Entretien du Journal LA NOUVELLE REPUBLIQUE avec Georges SERIGNAC, Grand Maître du Grand Orient de France (GODF) de passage à Chinon (Indre-et-Loire) dans le cadre d’un colloque, le patron des francs-maçons : il livre son regard sur l’actualité et la place de la franc-maçonnerie dans la société.
Ce week-end, les quatre-vingt-trois loges maçonniques de la région Centre-Val de Loire étaient réunies en Touraine. En parallèle, le Grand Orient de France organisait ses universités populaires. L’occasion pour Georges Sérignac – grand maître de la principale obédience maçonnique du pays depuis un an – de poursuivre son tour de France.

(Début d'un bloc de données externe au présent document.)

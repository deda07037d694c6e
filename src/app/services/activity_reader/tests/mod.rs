//! Test utilities for activity reader testing

use std::io::Write;
use tempfile::NamedTempFile;

mod reader_tests;

/// A small Baby Connect export covering the supported activity grammars
pub fn create_test_export() -> String {
    r#"Activity,Child Name,Start Time,End Time,Duration,Text,Extra Data
Nursing,Hazel,12/04/2011 10:05 PM,12/04/2011 10:20 PM,15,"Hazel nursed (5min left, 3min)",
Diaper,Hazel,12/04/2011 10:30 PM,12/04/2011 10:30 PM,,"Hazel had a wet diaper (medium, yellow, normal)",
Sleep Start,Hazel,12/04/2011 11:00 PM,,,Hazel went to sleep,
Weight,Hazel,12/05/2011 09:00 AM,,,Hazel weighed 10 lbs,"10 lbs""#
        .to_string()
}

/// Helper to create a temporary file with given content
pub fn create_temp_file(content: &str) -> NamedTempFile {
    let mut temp_file = NamedTempFile::new().unwrap();
    writeln!(temp_file, "{}", content).unwrap();
    temp_file
}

« Je crois en la force des idées »
Pourquoi avoir choisi la Touraine et plus précisément Chinon comme lieu de rassemblement ?
« Ce n’est pas un hasard. Dans notre système d’organisation, une loge est désignée pour assurer ces réunions. Pour le congrès de la région Centre-Val de Loire, c’est une loge de Chinon qui s’est proposée pour nous accueillir. On a aussi choisi, depuis quelques années, d’organiser dans des villes de taille moyenne des conférences publiques. »
Cibler les villes « moyennes », une façon pour vous « d’agrandir le cercle »…« Absolument. C’est ce que l’on appelle l’extériorisation de l’obédience. Un de nos principaux soucis est de donner l’image la plus juste de ce qu’est la franc-maçonnerie aujourd’hui. De dénouer toutes ces idées fausses, tous ces fantasmes, ces malentendus qui peuvent circuler… Cela permet d’expliquer ce que nous sommes, le plus justement, parce que nous souffrons beaucoup d’un déficit d’image. La franc-maçonnerie n’est pas une secte, des réseaux ou des affairistes… Mon souci est de démythifier. »
Cette année, le thème des universités populaires maçonniques tourne autour des « dignités humaines ». Un terme mis à mal en ce moment, notamment avec la guerre en Ukraine…« Le positif est qu’il y a un grand élan de solidarité. Ce qu’on peut regretter, c’est qu’il n’ait pas eu lieu précédemment avec d’autres. De notre côté, on se pose des questions sur notre rôle, la manière dont nous le remplissons, car on travaille beaucoup dans l’anonymat des loges, la discrétion. Est-ce que notre communication est suffisante aujourd’hui ? »
Justement, cette discrétion n’est-elle pas à contre-courant de l’époque actuelle ?
« Complètement, mais elle est historique. Aujourd’hui, je pense qu’il faut montrer davantage de ce que nous sommes, mais c’est compliqué de trouver le bon dosage. »
Plusieurs loges ont signé un communiqué qui prône la solidarité envers l’Ukraine, mais les actes suivent-ils les paroles ?
« On a une fondation du Grand Orient de France, qui n’est pas assez connue mais qui est reconnue d’utilité publique. Elle consiste à redistribuer des dons que l’on reçoit à des associations qui œuvrent sur le terrain. On centralise aussi les frères et sœurs qui ont la possibilité d’accueillir des réfugiés ukrainiens. »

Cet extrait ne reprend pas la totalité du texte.